(DATASET EXCERPTS):
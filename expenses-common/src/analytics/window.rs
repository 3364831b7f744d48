use chrono::{DateTime, Datelike, Local, NaiveDate, TimeZone, Utc};

/// The calendar month containing a moment, in that moment's time zone. Both bounds are
/// inclusive: the first day at 00:00:00 through the last day at 23:59:59.
#[derive(Clone, Debug, PartialEq, Eq)]
pub struct MonthWindow {
    pub start: DateTime<Utc>,
    pub end: DateTime<Utc>,
    pub label: String,
}

impl MonthWindow {
    /// The month containing the server's local "now". Computed per call, never cached.
    pub fn current() -> Self {
        Self::containing(&Local::now())
    }

    pub fn containing<Tz: TimeZone>(moment: &DateTime<Tz>) -> Self {
        let tz = moment.timezone();
        let local = moment.naive_local();

        let first_day = NaiveDate::from_ymd_opt(local.year(), local.month(), 1)
            .unwrap_or_else(|| local.date());
        let last_day = first_day
            .checked_add_months(chrono::Months::new(1))
            .and_then(|next| next.pred_opt())
            .unwrap_or(first_day);

        let start_naive = first_day.and_hms_opt(0, 0, 0).unwrap_or_default();
        let end_naive = last_day.and_hms_opt(23, 59, 59).unwrap_or_default();

        // A DST gap at a boundary resolves to the nearest representable instant
        let start = tz
            .from_local_datetime(&start_naive)
            .earliest()
            .map(|d| d.with_timezone(&Utc))
            .unwrap_or_else(|| Utc.from_utc_datetime(&start_naive));
        let end = tz
            .from_local_datetime(&end_naive)
            .latest()
            .map(|d| d.with_timezone(&Utc))
            .unwrap_or_else(|| Utc.from_utc_datetime(&end_naive));

        Self {
            start,
            end,
            label: first_day.format("%B %Y").to_string(),
        }
    }

    pub fn contains(&self, moment: &DateTime<Utc>) -> bool {
        *moment >= self.start && *moment <= self.end
    }
}

#[cfg(test)]
mod tests {
    use super::*;

    use chrono::FixedOffset;

    #[test]
    fn test_window_bounds_in_utc() {
        let window = MonthWindow::containing(&Utc.with_ymd_and_hms(2024, 2, 14, 9, 30, 0).unwrap());

        assert_eq!(window.start, Utc.with_ymd_and_hms(2024, 2, 1, 0, 0, 0).unwrap());
        assert_eq!(window.end, Utc.with_ymd_and_hms(2024, 2, 29, 23, 59, 59).unwrap());
        assert_eq!(window.label, "February 2024");
    }

    #[test]
    fn test_window_follows_moment_time_zone() {
        let offset = FixedOffset::east_opt(5 * 3600).unwrap();
        // 2025-12-31 22:00 UTC is already January in UTC+5
        let moment = Utc
            .with_ymd_and_hms(2025, 12, 31, 22, 0, 0)
            .unwrap()
            .with_timezone(&offset);

        let window = MonthWindow::containing(&moment);

        assert_eq!(window.label, "January 2026");
        assert_eq!(window.start, Utc.with_ymd_and_hms(2025, 12, 31, 19, 0, 0).unwrap());
        assert_eq!(window.end, Utc.with_ymd_and_hms(2026, 1, 31, 18, 59, 59).unwrap());
    }

    #[test]
    fn test_window_contains_is_inclusive() {
        let window = MonthWindow::containing(&Utc.with_ymd_and_hms(2025, 4, 10, 0, 0, 0).unwrap());

        assert!(window.contains(&window.start));
        assert!(window.contains(&window.end));
        assert!(!window.contains(&(window.end + chrono::Duration::seconds(1))));
        assert!(!window.contains(&(window.start - chrono::Duration::seconds(1))));
    }
}
pub mod budget;
pub mod spending;
pub mod window;

pub use window::MonthWindow;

(TASK PROMPT):
Repeat the data in its entirety, character for character.

(SOLVED PROBLEM):
filename expenses-common/src/analytics/window.rs
repository 3364831b7f744d48
use chrono::{DateTime, Datelike, Local, NaiveDate, TimeZone, Utc};

/// The calendar month containing a moment, in that moment's time zone. Both bounds are
/// inclusive: the first day at 00:00:00 through the last day at 23:59:59.
#[derive(Clone, Debug, PartialEq, Eq)]
pub struct MonthWindow {
    pub start: DateTime<Utc>,
    pub end: DateTime<Utc>,
    pub label: String,
}

impl MonthWindow {
    /// The month containing the server's local "now". Computed per call, never cached.
    pub fn current() -> Self {
        Self::containing(&Local::now())
    }

    pub fn containing<Tz: TimeZone>(moment: &DateTime<Tz>) -> Self {
        let tz = moment.timezone();
        let local = moment.naive_local();

        let first_day = NaiveDate::from_ymd_opt(local.year(), local.month(), 1)
            .unwrap_or_else(|| local.date());
        let last_day = first_day
            .checked_add_months(chrono::Months::new(1))
            .and_then(|next| next.pred_opt())
            .unwrap_or(first_day);

        let start_naive = first_day.and_hms_opt(0, 0, 0).unwrap_or_default();
        let end_naive = last_day.and_hms_opt(23, 59, 59).unwrap_or_default();

        // A DST gap at a boundary resolves to the nearest representable instant
        let start = tz
            .from_local_datetime(&start_naive)
            .earliest()
            .map(|d| d.with_timezone(&Utc))
            .unwrap_or_else(|| Utc.from_utc_datetime(&start_naive));
        let end = tz
            .from_local_datetime(&end_naive)
            .latest()
            .map(|d| d.with_timezone(&Utc))
            .unwrap_or_else(|| Utc.from_utc_datetime(&end_naive));

        Self {
            start,
            end,
            label: first_day.format("%B %Y").to_string(),
        }
    }

    pub fn contains(&self, moment: &DateTime<Utc>) -> bool {
        *moment >= self.start && *moment <= self.end
    }
}

#[cfg(test)]
mod tests {
    use super::*;

    use chrono::FixedOffset;

    #[test]
    fn test_window_bounds_in_utc() {
        let window = MonthWindow::containing(&Utc.with_ymd_and_hms(2024, 2, 14, 9, 30, 0).unwrap());

        assert_eq!(window.start, Utc.with_ymd_and_hms(2024, 2, 1, 0, 0, 0).unwrap());
        assert_eq!(window.end, Utc.with_ymd_and_hms(2024, 2, 29, 23, 59, 59).unwrap());
        assert_eq!(window.label, "February 2024");
    }

    #[test]
    fn test_window_follows_moment_time_zone() {
        let offset = FixedOffset::east_opt(5 * 3600).unwrap();
        // 2025-12-31 22:00 UTC is already January in UTC+5
        let moment = Utc
            .with_ymd_and_hms(2025, 12, 31, 22, 0, 0)
            .unwrap()
            .with_timezone(&offset);

        let window = MonthWindow::containing(&moment);

        assert_eq!(window.label, "January 2026");
        assert_eq!(window.start, Utc.with_ymd_and_hms(2025, 12, 31, 19, 0, 0).unwrap());
        assert_eq!(window.end, Utc.with_ymd_and_hms(2026, 1, 31, 18, 59, 59).unwrap());
    }

    #[test]
    fn test_window_contains_is_inclusive() {
        let window = MonthWindow::containing(&Utc.with_ymd_and_hms(2025, 4, 10, 0, 0, 0).unwrap());

        assert!(window.contains(&window.start));
        assert!(window.contains(&window.end));
        assert!(!window.contains(&(window.end + chrono::Duration::seconds(1))));
        assert!(!window.contains(&(window.start - chrono::Duration::seconds(1))));
    }
}
pub mod budget;
pub mod spending;
pub mod window;

pub use window::MonthWindow;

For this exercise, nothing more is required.